La guerre de la Russie en Ukraine a créé la “meilleure opportunité” pour l’industrie nucléaire japonaise d’organiser un retour depuis la catastrophe de Fukushima en 2011, selon le plus grand fabricant de réacteurs du pays.
Akihiko Kato, chef de la division nucléaire de Mitsubishi Heavy Industries, a déclaré dans une interview au Financial Times que l’énergie nucléaire était une alternative géopolitiquement plus sûre à l’énergie russe.
“Il pourrait être difficile d’importer du carburant de Russie à l’avenir. Les gens se rendent compte que tant que nous importerons du carburant de l’étranger, il y aura toujours une crainte d’instabilité », a déclaré Kato, s’exprimant au siège de la société à Tokyo.
“Beaucoup ont changé d’avis sur l’énergie nucléaire, qui est une source d’énergie stable et domestique.”
La forte dépendance du Japon aux importations de gaz russe a ravivé le débat sur l’énergie nucléaire dans le pays plus d’une décennie après que les régulateurs ont mis hors service la plupart des centrales à la suite de l’une des pires catastrophes nucléaires de l’histoire.
La troisième économie mondiale a été plongée dans une crise énergétique exacerbée par la flambée des prix du gaz naturel liquéfié et du pétrole. Le Japon importe environ 9 % de son GNL de Russie, ce qui le place dans une position diplomatique difficile alors que ses alliés occidentaux imposent des sanctions à Moscou.
Mais contrairement aux États-Unis, qui s’approvisionnent pour près d’un quart de leur uranium transformé en Russie, le Japon importe environ 55 % de son uranium transformé en provenance de pays d’Europe occidentale, selon Ryan Kronk, analyste des marchés de l’électricité chez Rystad Energy.
Les remarques de Kato soulignent le changement dans le discours nucléaire du pays par une industrie qui a reculé et est maintenant enhardie à s’exprimer. Ces remarques interviennent après que le Premier ministre Fumio Kishida a déclaré aux investisseurs plus tôt ce mois-ci à Londres que le Japon utiliserait l’énergie nucléaire pour “aider le monde à réaliser la dé-russification de l’énergie”.
“Le ton du gouvernement est en train de changer”, a déclaré Kato, exhortant Kishida à se prononcer encore plus fermement en faveur du redémarrage des centrales nucléaires.
Il est déjà prévu que certaines usines recommencent à fonctionner dès 2023, a-t-il déclaré, ajoutant que les usines de la préfecture occidentale de Shimane et d’Onagawa dans le nord sont probablement prêtes à redémarrer car elles ont passé les inspections de sécurité.
Le Japon tirait environ un tiers de son énergie de 54 réacteurs nucléaires avant la catastrophe de Fukushima.

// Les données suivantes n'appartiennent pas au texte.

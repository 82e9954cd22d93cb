use std::pin::Pin;
use std::sync::Arc;
use std::task::{Context, Poll};

use axum::body::Body;
use bytes::{Bytes, BytesMut};
use http_body::{Body as HttpBody, Frame, SizeHint};
use parking_lot::Mutex;

/// Appended to a captured body that exceeded its budget.
pub const TRUNCATION_MARKER: &str = "... [truncated]";

/// Byte-limited copy of a body, filled as the body is observed.
#[derive(Debug)]
pub struct CaptureBuffer {
    limit: usize,
    bytes: BytesMut,
    seen: usize,
}

impl CaptureBuffer {
    pub fn new(limit: usize) -> Self {
        Self {
            limit,
            bytes: BytesMut::new(),
            seen: 0,
        }
    }

    pub fn shared(limit: usize) -> Arc<Mutex<Self>> {
        Arc::new(Mutex::new(Self::new(limit)))
    }

    pub fn observe(&mut self, chunk: &[u8]) {
        let room = self.limit.saturating_sub(self.bytes.len());
        self.bytes.extend_from_slice(&chunk[..room.min(chunk.len())]);
        self.seen = self.seen.saturating_add(chunk.len());
    }

    pub fn is_truncated(&self) -> bool {
        self.seen > self.limit
    }

    /// Captured text, or `None` for an empty body.
    pub fn render(&self) -> Option<String> {
        if self.seen == 0 {
            return None;
        }
        let mut text = String::from_utf8_lossy(&self.bytes).into_owned();
        if self.is_truncated() {
            text.push_str(TRUNCATION_MARKER);
        }
        Some(text)
    }
}

type OnComplete = Box<dyn FnOnce() + Send>;

/// Body wrapper that forwards every frame untouched while copying data
/// frames into a [`CaptureBuffer`].
///
/// `on_complete` runs exactly once: at end of stream, on a body error, or
/// when the body is dropped early (client went away).
pub struct TeeBody {
    inner: Body,
    capture: Arc<Mutex<CaptureBuffer>>,
    on_complete: Option<OnComplete>,
}

impl TeeBody {
    pub fn new(inner: Body, capture: Arc<Mutex<CaptureBuffer>>) -> Self {
        Self {
            inner,
            capture,
            on_complete: None,
        }
    }

    pub fn on_complete(mut self, f: impl FnOnce() + Send + 'static) -> Self {
        self.on_complete = Some(Box::new(f));
        self
    }

    fn complete(&mut self) {
        if let Some(f) = self.on_complete.take() {
            f();
        }
    }
}

impl HttpBody for TeeBody {
    type Data = Bytes;
    type Error = axum::Error;

    fn poll_frame(
        mut self: Pin<&mut Self>,
        cx: &mut Context<'_>,
    ) -> Poll<Option<Result<Frame<Self::Data>, Self::Error>>> {
        let polled = Pin::new(&mut self.inner).poll_frame(cx);
        match &polled {
            Poll::Ready(Some(Ok(frame))) => {
                if let Some(data) = frame.data_ref() {
                    self.capture.lock().observe(data);
                }
            }
            Poll::Ready(Some(Err(_))) | Poll::Ready(None) => self.complete(),
            Poll::Pending => {}
        }
        polled
    }

    fn is_end_stream(&self) -> bool {
        self.inner.is_end_stream()
    }

    fn size_hint(&self) -> SizeHint {
        self.inner.size_hint()
    }
}

impl Drop for TeeBody {
    fn drop(&mut self) {
        self.complete();
    }
}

Désormais, seuls quatre sont opérationnels et 10 ont reçu des approbations de redémarrage.
Le conglomérat de 12 milliards de dollars n’a pas construit de nouvelle centrale nucléaire depuis 2009 et s’est plutôt concentré sur la maintenance et le soutien de ses 16 réacteurs existants.
L’une des sources de revenus importantes pour l’entreprise a été la mise en place d’installations d’urgence pour fermer les centrales en toute sécurité au cas où les réacteurs seraient détruits par des attaques terroristes ou d’autres catastrophes naturelles.
Mitsubishi Heavy s’attend à une augmentation des commandes de composants en provenance d’Europe dans les années à venir, alors que des pays comme le Royaume-Uni et la France s’engagent à construire de nouvelles centrales nucléaires, a déclaré Kato.
“Le Japon a désespérément besoin d’améliorer son autonomie énergétique”, a déclaré Tom O’Sullivan de Mathyos, un cabinet de conseil en énergie et défense basé à Tokyo.
“Les centrales nucléaires sont un coût irrécupérable et sont un actif sous-exploité depuis 2011. Sans elles, nos prix de l’électricité grimperont probablement en flèche, causant des dommages économiques importants.”
L’opinion publique japonaise reste prudente vis-à-vis de l’énergie nucléaire. Mais un récent sondage réalisé par Nikkei a montré que 53 % des personnes interrogées soutiendraient le redémarrage des réacteurs nucléaires si la sécurité pouvait être assurée, la proportion la plus élevée depuis Fukushima.
L’année dernière, l’Autorité de réglementation nucléaire du pays a découvert de graves manquements à la sécurité à la centrale de Kashiwazaki Kariwa, l’une des plus grandes centrales nucléaires du monde, exploitée par Tokyo Electric.
Bien que la centrale ait passé une inspection de sécurité, elle n’est pas autorisée à reprendre ses activités tant que le régulateur n’a pas levé son ordonnance interdisant le transfert de combustible nucléaire émise après le scandale.